//! Retry budgets and backoff schedules.
//!
//! A logical request moves through `Pending → (Success | Retrying → Pending |
//! Exhausted-Failure)`: the attempt loop in [`client`](crate::client) drives the
//! transitions, [`FailureClass`] decides whether `Retrying` may be entered, and
//! [`RetryPolicy`] bounds how many times and how long to wait in between.

// self
use crate::{_prelude::*, config::Settings};

/// Classification of a failed attempt.
#[derive(Clone, Copy, Debug, PartialEq, Eq)]
pub enum FailureClass {
	/// Transient failure (5xx, timeout, transport); another attempt may follow.
	Retryable,
	/// Client or configuration failure that would recur identically; surface now.
	Fatal,
}

/// Bounds for one logical request: attempt budget, per-attempt timeout, and the
/// capped exponential backoff inserted between attempts.
#[derive(Clone, Copy, Debug, PartialEq, Eq)]
pub struct RetryPolicy {
	/// Maximum automatic retries after the first attempt.
	pub max_retries: u32,
	/// Timeout applied to each individual attempt.
	pub attempt_timeout: StdDuration,
	/// Base delay doubled on every retry.
	pub backoff_base: StdDuration,
	/// Upper bound on any single backoff delay.
	pub backoff_cap: StdDuration,
}
impl RetryPolicy {
	const BACKOFF_CAP: StdDuration = StdDuration::from_secs(10);

	/// Policy for API requests: the configured budget/timeout with a 1 s backoff
	/// base, yielding delays of 2 s, 4 s, 8 s, then capped at 10 s.
	pub fn api(settings: &Settings) -> Self {
		Self {
			max_retries: settings.max_retries,
			attempt_timeout: settings.timeout,
			backoff_base: StdDuration::from_secs(1),
			backoff_cap: Self::BACKOFF_CAP,
		}
	}

	/// Policy for token fetches: 2 retries, 5 s per attempt, and a 500 ms backoff
	/// base so the delays come out as the 1 s / 2 s ladder.
	pub fn token() -> Self {
		Self {
			max_retries: 2,
			attempt_timeout: StdDuration::from_secs(5),
			backoff_base: StdDuration::from_millis(500),
			backoff_cap: Self::BACKOFF_CAP,
		}
	}

	/// Overrides the retry budget.
	pub fn with_max_retries(mut self, retries: u32) -> Self {
		self.max_retries = retries;

		self
	}

	/// Overrides the per-attempt timeout.
	pub fn with_attempt_timeout(mut self, timeout: StdDuration) -> Self {
		self.attempt_timeout = timeout;

		self
	}

	/// Overrides the backoff base; tests shrink it to keep wall-clock time bounded.
	pub fn with_backoff_base(mut self, base: StdDuration) -> Self {
		self.backoff_base = base;

		self
	}

	/// Returns the delay to wait before retry number `retry` (1-based):
	/// `min(backoff_base · 2^retry, backoff_cap)`.
	pub fn backoff_delay(&self, retry: u32) -> StdDuration {
		let doubling = 1u32.checked_shl(retry).unwrap_or(u32::MAX);

		self.backoff_base.saturating_mul(doubling).min(self.backoff_cap)
	}
}

#[cfg(test)]
mod tests {
	// self
	use super::*;

	fn api_policy() -> RetryPolicy {
		RetryPolicy::api(&Settings::builder().build().expect("Default settings should build."))
	}

	#[test]
	fn api_backoff_ladder_doubles_then_caps() {
		let policy = api_policy();

		assert_eq!(policy.backoff_delay(1), StdDuration::from_millis(2_000));
		assert_eq!(policy.backoff_delay(2), StdDuration::from_millis(4_000));
		assert_eq!(policy.backoff_delay(3), StdDuration::from_millis(8_000));
		assert_eq!(policy.backoff_delay(4), StdDuration::from_millis(10_000));
		assert_eq!(policy.backoff_delay(40), StdDuration::from_millis(10_000));
	}

	#[test]
	fn token_backoff_ladder_is_one_then_two_seconds() {
		let policy = RetryPolicy::token();

		assert_eq!(policy.max_retries, 2);
		assert_eq!(policy.backoff_delay(1), StdDuration::from_millis(1_000));
		assert_eq!(policy.backoff_delay(2), StdDuration::from_millis(2_000));
	}

	#[test]
	fn overrides_replace_single_fields() {
		let policy = api_policy()
			.with_max_retries(1)
			.with_attempt_timeout(StdDuration::from_millis(50))
			.with_backoff_base(StdDuration::from_millis(1));

		assert_eq!(policy.max_retries, 1);
		assert_eq!(policy.attempt_timeout, StdDuration::from_millis(50));
		assert_eq!(policy.backoff_delay(1), StdDuration::from_millis(2));
	}
}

================

> [PROBLEM TO WORK ON]:
Copy out, from the records above, every line that holds the string "capped".

> [WRITTEN ANSWER]:
/// capped exponential backoff inserted between attempts.
	/// base, yielding delays of 2 s, 4 s, 8 s, then capped at 10 s.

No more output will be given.